The combined body supply member according to 3 or 14. 16. The combined body absorbing member has layers having different hardnesses that overlap each other in a direction in which the ultrasonic sensor surface receives a pressing force, and the layers on the side facing the ultrasonic sensor surface have adjacent hardnesses. 16. The combined body supply member according to claim 13, wherein the combined body supply member has a higher hardness. 17. The combined body supply member according to claim 13, further comprising a plate-shaped member having a through hole on a side of the combined body absorption member facing the ultrasonic sensor surface. 18. The combined body supply member according to claim 17, wherein the plate-shaped member is provided with a position regulation means that regulates a relative position of the ultrasonic sensor surface with respect to the through hole. 19. The pressing position regulating means for regulating the relative position of the ultrasonic sensor surface with respect to the combined body absorbing member in the pressing direction of the ultrasonic wave sensor surface against the combined body absorbing member.

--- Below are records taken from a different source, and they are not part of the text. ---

//! Command-line interface for promptrun
//!
//! - `args`: clap definitions
//! - `run`: entry point, config discovery, runtime, error reporting
//! - `commands`: subcommand implementations

pub mod args;
mod commands;
mod run;

#[cfg(test)]
mod tests;

pub use args::{Cli, Commands, RunArgs, parse_var};
pub use run::run;
//! Assembles a [`PromptExecutor`] from a discovered [`Config`].

use std::sync::Arc;

use promptrun_config::Config;
use promptrun_dispatch::executors_from_config;
use promptrun_engine::{EngineSettings, PromptExecutor};
use promptrun_store::{
    ExecutionLogSink, FanoutLogSink, JsonlLogSink, PromptLibrary, TracingLogSink,
    replay_execution_stats,
};
use promptrun_utils::error::PromptRunError;
use promptrun_validation::ValidationScorer;
use tracing::warn;

/// Load the prompt library named by `[storage] library`, with run stats
/// from the execution log added to the ones stored in the file.
///
/// An unreadable execution log only costs the stats; it is logged and skipped.
///
/// # Errors
///
/// `PromptRunError::Store` when the library file is missing or malformed.
pub fn load_library(config: &Config) -> Result<PromptLibrary, PromptRunError> {
    let mut library = PromptLibrary::load(&config.library_path())?;
    let log_path = config.execution_log_path();
    match replay_execution_stats(&log_path) {
        Ok(stats) => library.merge_stats(&stats),
        Err(e) => warn!(error = %e, path = %log_path.display(), "Execution log not replayed"),
    }
    Ok(library)
}

/// Execution log sink used by the CLI: the JSONL file plus tracing events.
#[must_use]
pub fn default_sink(config: &Config) -> Arc<dyn ExecutionLogSink> {
    Arc::new(FanoutLogSink::new(vec![
        Arc::new(JsonlLogSink::new(config.execution_log_path())),
        Arc::new(TracingLogSink),
    ]))
}

/// Wire stores, LLM client, tool executors, scorer and limits from `config`.
///
/// # Errors
///
/// - library load failures
/// - `PromptRunError::Llm` when the provider cannot be configured
/// - `PromptRunError::Unexpected` when the tool HTTP client cannot be built
pub fn build_executor(config: &Config) -> Result<PromptExecutor, PromptRunError> {
    let (prompts, catalog) = load_library(config)?.into_stores();
    let llm = promptrun_llm::from_config(config)?;
    let executors = executors_from_config(config).map_err(PromptRunError::unexpected)?;
    let scorer = ValidationScorer::from_config(llm.clone(), config);

    Ok(PromptExecutor::new(
        Arc::new(prompts),
        Arc::new(catalog),
        llm,
        default_sink(config),
    )
    .with_executors(executors)
    .with_scorer(Arc::new(scorer))
    .with_settings(EngineSettings::from_config(config)))
}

The combined body supply member according to any one of 1. 20. A mounting means for removably mounting the combined body supply member to a user's body.
9. The combined body supply member according to any one of 9 above. 21. A sensor surface protecting means for covering the ultrasonic sensor surface and protecting the ultrasonic sensor surface is provided.
The combined body supply member according to any one of 3 to 20. 22. The ultrasonic coupling member is detachably attached to the ultrasonic sensor surface, covers the ultrasonic sensor surface in a state where the ultrasonic coupling member is removed, and protects the ultrasonic sensor surface. 22. The combined body supply member according to claim 13, further comprising: a sensor surface protection unit.